# Glamour and fantasy- some thoughts



## Fredericsaint-loup (Apr 30, 2017)

My love of clothes began with the glamour of a classmate and the ever since I have been fascinated by the topic.
My thoughts recently have been inspired by literature; Marcel Proust and the Great Gatsby.
In Proust the narrator fantasizes over first Madame Swann and then the Duchesse de Guermantes. He describes their clothes in great detail and very romantically. Their elegance inspires fantasies in him of their secret lives he would so like to partake in. When he gets to know them they prove themselves to be shallow and banal typical society woman.
Gatsby creates a whole dream from his love and Nick fantasizes about this elusive, elegant phantom. He too is dissapointed.
I have another example in my own life from my teens. A sixteen year old who, precocious in his style and very ill managed to turn his emaciation to his advantage. He projected the air of a hedonistic gangster who had done it all. I never got to know him so the fantasy was preserved but from the little I heard he seemed no different from any of his peers. He just liked clothes.
What am I driving at? Well at first the narrator and myself might seem shallow building fantasies on mere appearances. Yet we all do it. Romantic artist types more than others. And the objects of our fantasy? Well isn't their an artistry in their dressing. In these examples it goes beyond mere fashion and the characters achieve grace and mastery in their dress leaving enduring poetic images that are inspiring. My childhood phantom inspired me with his clothes and elegance just as an artist might.

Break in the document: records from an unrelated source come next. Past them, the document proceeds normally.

// src/retry.rs
// Generic bounded-backoff retry, shared by the fetcher and the dispatcher

use rand::Rng;
use std::future::Future;
use std::time::Duration;
use tracing::{debug, warn};

/// Backoff policy decoupled from what is being retried.
#[derive(Debug, Clone, Copy)]
pub struct RetryPolicy {
    pub max_attempts: u32,
    pub base_delay: Duration,
    pub max_delay: Duration,
}

impl RetryPolicy {
    /// Exponential delay for a given attempt (1-based), capped at
    /// `max_delay`, with up to 20% random jitter added.
    pub fn delay_for_attempt(&self, attempt: u32) -> Duration {
        let exp = self.base_delay.as_millis() as u64 * 2u64.saturating_pow(attempt.saturating_sub(1));
        let capped = exp.min(self.max_delay.as_millis() as u64);
        let jitter = rand::thread_rng().gen_range(0..=capped / 5 + 1);
        Duration::from_millis(capped + jitter)
    }
}

/// Run `operation` until it succeeds, the error stops being retryable, or
/// the attempt budget is spent. The final error is returned to the caller;
/// nothing is raised past it.
pub async fn retry_with_backoff<T, E, F, Fut, R>(
    policy: &RetryPolicy,
    op_name: &str,
    is_retryable: R,
    mut operation: F,
) -> Result<T, E>
where
    F: FnMut() -> Fut,
    Fut: Future<Output = Result<T, E>>,
    E: std::fmt::Display,
    R: Fn(&E) -> bool,
{
    let mut attempt = 1u32;
    loop {
        match operation().await {
            Ok(value) => return Ok(value),
            Err(e) if attempt < policy.max_attempts && is_retryable(&e) => {
                let delay = policy.delay_for_attempt(attempt);
                warn!(
                    "🔁 {} attempt {}/{} failed ({}), retrying in {:?}",
                    op_name, attempt, policy.max_attempts, e, delay
                );
                tokio::time::sleep(delay).await;
                attempt += 1;
            }
            Err(e) => {
                debug!("🔁 {} giving up after attempt {}: {}", op_name, attempt, e);
                return Err(e);
            }
        }
    }
}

Elegance just as an artist might. So too Madame Swann and Gatsby were to some extent inspired by real people, then transposed into art by the respective authors.
I'm vexed by the contradiction of their beauty, good taste and shallowness- I feel instinctively that there is an important truth in the illusion and it is a simplification to see it just as a fantasists mad dream.
I'd love to bear other people's thoughts on the subject; other characters, literary or real.
What fantasy do you hope to create when you dress?
The role glamour has played in your life. I think its an essential facet of art and always has been...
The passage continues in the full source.